国名をチェックすると、許容度の高い国は欧米先進国に偏っている。特にアイスランドやスウェーデンといった北欧の国の許容度が高い。

欧米先進国の中では米国の許容度が最も低い。これは、上で述べたように、国内にヨーロッパ的な地域と頑固に独自性を保っている地域とが並立しているからである。

他方、許容度の低い国は、すべてが途上国であり、なかでもヨルダン、チュニジア、パキスタンといったイスラム教国の低さが目立っている。欧米先進国以外の人口大国である中国やロシアも平均点が3以下とかなり低い方である。

台湾や韓国は、いまや経済的には先進国に仲間入りしているが、同性愛に対する見方では、平均点が5以下であり、なお低い方と言わざるを得ず、欧米先進国とは一線を画している。やはり、従来の儒教道徳の影響力が根強いのであろう。

台湾ではこうした同性愛への許容度の低さにもかかわらず、2017年5月、最高裁判所が同性カップルに結婚の権利が認められないのは違憲であるとの判断を下し、2年以内の法改正を求め、2018年11月の国民投票をへて、同性婚がアジアではじめて合法化された。
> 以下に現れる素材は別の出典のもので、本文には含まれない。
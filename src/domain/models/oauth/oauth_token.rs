//! # OAuth 2.0 토큰 모델
//!
//! 토큰 엔드포인트의 `authorization_code` 그랜트 응답을 표현합니다.
//! 표준 필드 외의 프로바이더별 필드(`id_token`, `scope` 등)는 `extra` 에 그대로 보존됩니다.
//!
//! `extra` 에 담긴 `id_token` 은 검증 전의 원시 문자열일 뿐이며,
//! 반드시 `OpenIdClient::verify_identity_token` 을 거쳐야 신뢰할 수 있습니다.

use chrono::{DateTime, Duration, Utc};
use serde::{Deserialize, Serialize};
use serde_json::{Map, Value};

/// 표준 ID 토큰 필드 이름
pub const ID_TOKEN_FIELD: &str = "id_token";

/// 토큰 엔드포인트에서 발급받은 OAuth 2.0 토큰
#[derive(Clone, Serialize, Deserialize)]
pub struct OAuthToken {
    pub access_token: String,
    pub token_type: String,
    pub refresh_token: Option<String>,
    /// 액세스 토큰 만료 시각 (`expires_in` 이 없으면 `None`)
    pub expiry: Option<DateTime<Utc>>,
    /// 표준 필드를 제외한 나머지 응답 필드
    pub extra: Map<String, Value>,
}

impl OAuthToken {
    /// 토큰 엔드포인트 JSON 응답 본문으로부터 토큰을 만듭니다.
    ///
    /// `issued_at` 은 `expires_in` 을 절대 시각으로 바꾸는 기준 시각입니다.
    /// `access_token` 이 없거나 문자열이 아니면 `None` 을 반환합니다.
    pub fn from_response(mut body: Map<String, Value>, issued_at: DateTime<Utc>) -> Option<Self> {
        let access_token = match body.remove("access_token") {
            Some(Value::String(token)) if !token.is_empty() => token,
            _ => return None,
        };

        let token_type = match body.remove("token_type") {
            Some(Value::String(kind)) => kind,
            _ => "Bearer".to_string(),
        };

        let refresh_token = match body.remove("refresh_token") {
            Some(Value::String(token)) if !token.is_empty() => Some(token),
            _ => None,
        };

        // 일부 프로바이더는 expires_in 을 문자열로 보냅니다.
        let expires_in = match body.remove("expires_in") {
            Some(Value::Number(n)) => n.as_i64(),
            Some(Value::String(s)) => s.parse::<i64>().ok(),
            _ => None,
        };

        let expiry = expires_in
            .filter(|secs| *secs > 0)
            .map(|secs| issued_at + Duration::seconds(secs));

        Some(Self {
            access_token,
            token_type,
            refresh_token,
            expiry,
            extra: body,
        })
    }

    /// 프로바이더별 추가 필드를 조회합니다.
    pub fn extra(&self, key: &str) -> Option<&Value> {
        self.extra.get(key)
    }

    /// 검증되지 않은 원시 ID 토큰 문자열
    ///
    /// 필드가 없거나 문자열이 아니면 `None` 입니다.
    pub fn raw_id_token(&self) -> Option<&str> {
        self.extra(ID_TOKEN_FIELD).and_then(Value::as_str)
    }

    /// 액세스 토큰이 비어있지 않고 만료되지 않았는지 확인합니다.
    pub fn is_valid_at(&self, now: DateTime<Utc>) -> bool {
        !self.access_token.is_empty() && self.expiry.is_none_or(|expiry| expiry > now)
    }

    pub fn is_valid(&self) -> bool {
        self.is_valid_at(Utc::now())
    }
}

impl std::fmt::Debug for OAuthToken {
    fn fmt(&self, f: &mut std::fmt::Formatter<'_>) -> std::fmt::Result {
        f.debug_struct("OAuthToken")
            .field("access_token", &"<redacted>")
            .field("token_type", &self.token_type)
            .field("refresh_token", &self.refresh_token.as_ref().map(|_| "<redacted>"))
            .field("expiry", &self.expiry)
            .field("extra_fields", &self.extra.keys().collect::<Vec<_>>())
            .finish()
    }
}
さて、わが国の位置であるが、許容度の水準が欧米先進国並みとなっている点が、実は大きな特徴だといえる。東アジア儒教圏の中で、中国はさておいて、経済発展度では肩を並べるようになった台湾や韓国と比較しても特異に高い許容度だと言えよう。

ただし、日本の許容度は、米国を除く欧米先進国と比較すると一番低い位置に甘んじているともいえる。日本の有識者が日本は遅れていると主張するのは、ここらへんに根拠がある。
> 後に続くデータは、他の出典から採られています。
//! # Authentication Configuration Module
//!
//! OpenID Connect 프로바이더 설정과 OAuth 로그인 플로우 설정을 관리하는 모듈입니다.
//!
//! 인증 플로우 컨트롤러는 전역 설정을 직접 조회하지 않습니다. 대신 [`ConfigSource`]
//! 를 통해 읽은 [`ProviderSettings`] 를 생성 시점에 주입받습니다.
//!
//! ## 설정 키
//!
//! | 키 | 환경 변수 | 필수 |
//! |----|-----------|------|
//! | `auth.<id>.key` | `AUTH_<ID>_KEY` | ✅ |
//! | `auth.<id>.secret` | `AUTH_<ID>_SECRET` | ✅ |
//! | `auth.<id>.endpoint.url` | `AUTH_<ID>_ENDPOINT_URL` | ✅ (이슈어 URL) |
//! | `auth.<id>.endpoint.auth_url` | `AUTH_<ID>_ENDPOINT_AUTH_URL` | 선택 (디스커버리 값 덮어쓰기) |
//! | `auth.<id>.endpoint.token_url` | `AUTH_<ID>_ENDPOINT_TOKEN_URL` | 선택 (디스커버리 값 덮어쓰기) |
//! | `server.host` | `SERVER_HOST` | ✅ (콜백 URL 의 호스트) |
//!
//! ## 예시 (.env.dev)
//!
//! ```bash
//! AUTH_PROVIDERS="google"
//! SERVER_HOST="http://localhost:8080"
//! AUTH_GOOGLE_KEY="123456789-abc.apps.googleusercontent.com"
//! AUTH_GOOGLE_SECRET="your-google-client-secret"
//! AUTH_GOOGLE_ENDPOINT_URL="https://accounts.google.com"
//! ```
//!
//! ## 사용 예제
//!
//! ```rust,ignore
//! use crate::config::{EnvConfigSource, ProviderSettings};
//!
//! let settings = ProviderSettings::load(&EnvConfigSource, "google")?;
//! println!("redirect: {}", settings.redirect_url());
//! ```

use std::collections::HashMap;
use std::env;
use std::time::Duration;

use validator::Validate;

use crate::core::errors::{OpenIdError, OpenIdResult};
use crate::services::auth::callback_url::callback_url;

/// 키 기반 설정 조회 인터페이스
///
/// 설정 로딩 자체는 외부 협력자의 책임이며, 이 크레이트는 문자열 조회만 요구합니다.
pub trait ConfigSource: Send + Sync {
    /// `auth.google.key` 같은 점 표기 키로 값을 조회합니다.
    fn get_string(&self, key: &str) -> Option<String>;
}

/// 환경 변수 기반 설정 소스
///
/// `auth.google.endpoint.auth_url` → `AUTH_GOOGLE_ENDPOINT_AUTH_URL`
#[derive(Debug, Clone, Copy, Default)]
pub struct EnvConfigSource;

impl EnvConfigSource {
    /// 점 표기 키를 환경 변수 이름으로 변환합니다.
    pub fn env_key(key: &str) -> String {
        key.chars()
            .map(|c| match c {
                '.' | '-' => '_',
                other => other.to_ascii_uppercase(),
            })
            .collect()
    }
}

impl ConfigSource for EnvConfigSource {
    fn get_string(&self, key: &str) -> Option<String> {
        env::var(Self::env_key(key)).ok()
    }
}

/// 메모리 기반 설정 소스 (테스트, 임베딩용)
#[derive(Debug, Clone, Default)]
pub struct MapConfigSource {
    values: HashMap<String, String>,
}

impl MapConfigSource {
    pub fn new() -> Self {
        Self::default()
    }

    pub fn with(mut self, key: impl Into<String>, value: impl Into<String>) -> Self {
        self.values.insert(key.into(), value.into());
        self
    }
}

impl ConfigSource for MapConfigSource {
    fn get_string(&self, key: &str) -> Option<String> {
        self.values.get(key).cloned()
    }
}

/// 설정 소스에서 읽은 프로바이더별 원시 설정
///
/// 디스커버리 전 단계의 값이며, 필수 항목이 비어 있으면 로딩 시점에 실패합니다.
#[derive(Clone, Validate)]
pub struct ProviderSettings {
    #[validate(length(min = 1, message = "프로바이더 ID가 필요합니다"))]
    pub provider_id: String,

    #[validate(length(min = 1, message = "client id (key) 가 필요합니다"))]
    pub client_id: String,

    #[validate(length(min = 1, message = "client secret 이 필요합니다"))]
    pub client_secret: String,

    #[validate(url(message = "이슈어(endpoint.url) 는 유효한 URL 이어야 합니다"))]
    pub issuer_url: String,

    #[validate(length(min = 1, message = "server.host 가 필요합니다"))]
    pub host: String,

    /// 디스커버리 결과 대신 사용할 인증 엔드포인트
    pub auth_url: Option<String>,

    /// 디스커버리 결과 대신 사용할 토큰 엔드포인트
    pub token_url: Option<String>,
}

impl ProviderSettings {
    /// 설정 소스에서 `provider_id` 의 설정을 읽어 검증합니다.
    ///
    /// # Errors
    ///
    /// * `OpenIdError::Discovery` - 필수 키가 없거나 비어 있는 경우
    pub fn load(source: &dyn ConfigSource, provider_id: &str) -> OpenIdResult<Self> {
        let prefix = format!("auth.{}", provider_id);
        let read = |suffix: &str| {
            source
                .get_string(&format!("{}.{}", prefix, suffix))
                .map(|v| v.trim().to_string())
                .unwrap_or_default()
        };
        let optional = |suffix: &str| Some(read(suffix)).filter(|v| !v.is_empty());

        let settings = Self {
            provider_id: provider_id.to_string(),
            client_id: read("key"),
            client_secret: read("secret"),
            issuer_url: read("endpoint.url"),
            host: source
                .get_string("server.host")
                .map(|v| v.trim().to_string())
                .unwrap_or_default(),
            auth_url: optional("endpoint.auth_url"),
            token_url: optional("endpoint.token_url"),
        };

        settings.validate().map_err(|e| {
            OpenIdError::Discovery(format!("{} 프로바이더 설정 오류: {}", provider_id, e))
        })?;

        Ok(settings)
    }

    /// 이 프로바이더의 콜백 URL
    pub fn redirect_url(&self) -> String {
        callback_url(&self.host, &self.provider_id)
    }
}

impl std::fmt::Debug for ProviderSettings {
    fn fmt(&self, f: &mut std::fmt::Formatter<'_>) -> std::fmt::Result {
        f.debug_struct("ProviderSettings")
            .field("provider_id", &self.provider_id)
            .field("client_id", &self.client_id)
            .field("client_secret", &"<redacted>")
            .field("issuer_url", &self.issuer_url)
            .field("host", &self.host)
            .field("auth_url", &self.auth_url)
            .field("token_url", &self.token_url)
            .finish()
    }
}

const DEFAULT_SESSION_TIMEOUT_MINUTES: i64 = 10;

/// 허용하는 최대 세션 타임아웃 (하루)
pub const MAX_SESSION_TIMEOUT_MINUTES: i64 = 24 * 60;

/// OAuth 로그인 플로우 공통 설정
///
/// 모든 프로바이더에 공통으로 적용되는 state 길이, 세션 타임아웃,
/// 프로바이더 호출 타임아웃을 관리합니다.
pub struct OAuthConfig;

impl OAuthConfig {
    /// 활성화할 프로바이더 ID 목록 (`AUTH_PROVIDERS`, 쉼표 구분)
    ///
    /// # 예제
    ///
    /// ```bash
    /// export AUTH_PROVIDERS="google,gitlab"
    /// ```
    pub fn enabled_providers() -> Vec<String> {
        Self::parse_provider_list(&env::var("AUTH_PROVIDERS").unwrap_or_default())
    }

    pub fn parse_provider_list(raw: &str) -> Vec<String> {
        let mut providers: Vec<String> = Vec::new();
        for id in raw.split(',').map(str::trim).filter(|id| !id.is_empty()) {
            let id = id.to_lowercase();
            if !providers.contains(&id) {
                providers.push(id);
            }
        }
        providers
    }

    /// OAuth state 값의 난수 바이트 수
    ///
    /// # 기본값
    ///
    /// 32바이트 (256비트). 16 미만의 값은 무시하고 기본값을 사용합니다.
    pub fn state_bytes() -> usize {
        env::var("OAUTH_STATE_BYTES")
            .ok()
            .and_then(|v| v.parse::<usize>().ok())
            .filter(|bytes| *bytes >= 16)
            .unwrap_or(32)
    }

    /// OAuth 세션 타임아웃 (분)
    ///
    /// 로그인 URL 발급 후 콜백까지 허용하는 최대 시간입니다.
    ///
    /// # 기본값
    ///
    /// 10분. 1분 미만이거나 [`MAX_SESSION_TIMEOUT_MINUTES`] 를 넘는 값은 무시합니다.
    pub fn session_timeout_minutes() -> i64 {
        Self::parse_session_timeout(env::var("OAUTH_SESSION_TIMEOUT_MINUTES").ok().as_deref())
    }

    pub fn parse_session_timeout(raw: Option<&str>) -> i64 {
        match raw {
            None => DEFAULT_SESSION_TIMEOUT_MINUTES,
            Some(raw) => raw
                .trim()
                .parse::<i64>()
                .ok()
                .filter(|minutes| (1..=MAX_SESSION_TIMEOUT_MINUTES).contains(minutes))
                .unwrap_or_else(|| {
                    log::error!(
                        "OAUTH_SESSION_TIMEOUT_MINUTES 값이 잘못되었습니다: {}. 기본값 {}분 사용",
                        raw,
                        DEFAULT_SESSION_TIMEOUT_MINUTES
                    );
                    DEFAULT_SESSION_TIMEOUT_MINUTES
                }),
        }
    }

    /// 프로바이더 HTTP 호출 타임아웃
    ///
    /// # 기본값
    ///
    /// 10초
    pub fn http_timeout() -> Duration {
        let secs = env::var("OAUTH_HTTP_TIMEOUT_SECS")
            .ok()
            .and_then(|v| v.parse::<u64>().ok())
            .filter(|secs| *secs > 0)
            .unwrap_or(10);
        Duration::from_secs(secs)
    }
}
//! 보안 랜덤 토큰 생성기
//!
//! OAuth `state` 값처럼 CSRF/리플레이 방지에 사용되는 불투명 문자열을 생성합니다.
//! OS 난수 소스(`OsRng`)에서 바이트를 채우고 URL-safe base64 로 인코딩합니다.
//!
//! 난수 소스가 실패하면 `RandomSourceExhausted` 를 그대로 반환하며,
//! 더 약한 난수 소스로 대체하지 않습니다.

use base64::{
    Engine as _,
    alphabet,
    engine::{DecodePaddingMode, GeneralPurpose, GeneralPurposeConfig, general_purpose},
};
use rsa::rand_core::{OsRng, RngCore};

use crate::core::errors::{OpenIdError, OpenIdResult};

/// 패딩 유무와 관계없이 URL-safe base64 를 디코딩하는 엔진
const URL_SAFE_LENIENT: GeneralPurpose = GeneralPurpose::new(
    &alphabet::URL_SAFE,
    GeneralPurposeConfig::new().with_decode_padding_mode(DecodePaddingMode::Indifferent),
);

/// `length` 바이트의 보안 난수를 URL-safe base64 문자열로 반환합니다.
///
/// # 인자
///
/// * `length` - 난수 바이트 수 (1 이상)
///
/// # Errors
///
/// * `OpenIdError::InvalidTokenLength` - `length` 가 0인 경우
/// * `OpenIdError::RandomSourceExhausted` - OS 난수 소스 실패
///
/// # 예제
///
/// ```rust,ignore
/// let state = generate_token(32)?;
/// let login_url = client.generate_login_url(&state);
/// ```
pub fn generate_token(length: usize) -> OpenIdResult<String> {
    if length == 0 {
        return Err(OpenIdError::InvalidTokenLength(length));
    }

    let mut bytes = vec![0u8; length];
    OsRng
        .try_fill_bytes(&mut bytes)
        .map_err(|e| OpenIdError::RandomSourceExhausted(e.to_string()))?;

    Ok(general_purpose::URL_SAFE.encode(&bytes))
}

/// `generate_token` 으로 만든 문자열을 원래 바이트로 되돌립니다.
pub fn decode_token(token: &str) -> Option<Vec<u8>> {
    URL_SAFE_LENIENT.decode(token).ok()
}

#[cfg(test)]
mod tests {
    use super::*;
    use std::collections::HashSet;

    #[test]
    fn test_token_decodes_to_requested_length() {
        for length in [1usize, 2, 3, 16, 31, 32, 64, 100] {
            let token = generate_token(length).unwrap();
            let decoded = decode_token(&token).unwrap();
            assert_eq!(decoded.len(), length, "length {} 토큰 디코딩 실패", length);
        }
    }

    #[test]
    fn test_token_is_url_safe() {
        let token = generate_token(48).unwrap();
        assert!(
            token
                .chars()
                .all(|c| c.is_ascii_alphanumeric() || c == '-' || c == '_' || c == '=')
        );
    }

    #[test]
    fn test_unpadded_token_still_decodes() {
        let token = generate_token(31).unwrap();
        let trimmed = token.trim_end_matches('=');

        assert_eq!(decode_token(trimmed).unwrap().len(), 31);
    }

    #[test]
    fn test_zero_length_rejected() {
        assert!(matches!(
            generate_token(0),
            Err(OpenIdError::InvalidTokenLength(0))
        ));
    }

    #[test]
    fn test_no_collisions_in_ten_thousand_trials() {
        let mut seen = HashSet::new();
        for _ in 0..10_000 {
            let token = generate_token(16).unwrap();
            assert!(seen.insert(token), "중복 토큰 발생");
        }
    }
}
■世界全体の同性愛観は「全般的な寛容化」というより「二極化」

さらにこの散布図で注目すべきなのは、2010年期から2017年期にかけての変化の様相についてである。すなわち、各国が45°線より上にあるか、下にあるかで上昇、下落を判定すると、もともと許容度の高い欧米先進国ではおおむね上昇しているが、もともと許容度の低い途上国や日本以外の東アジアでは許容度が横ばいか下がっている国がほとんどである点が目立っている。

つまり、世界の同性愛許容度は、全般的に上昇しているのではなく、むしろ、二極化しているのが実態なのである。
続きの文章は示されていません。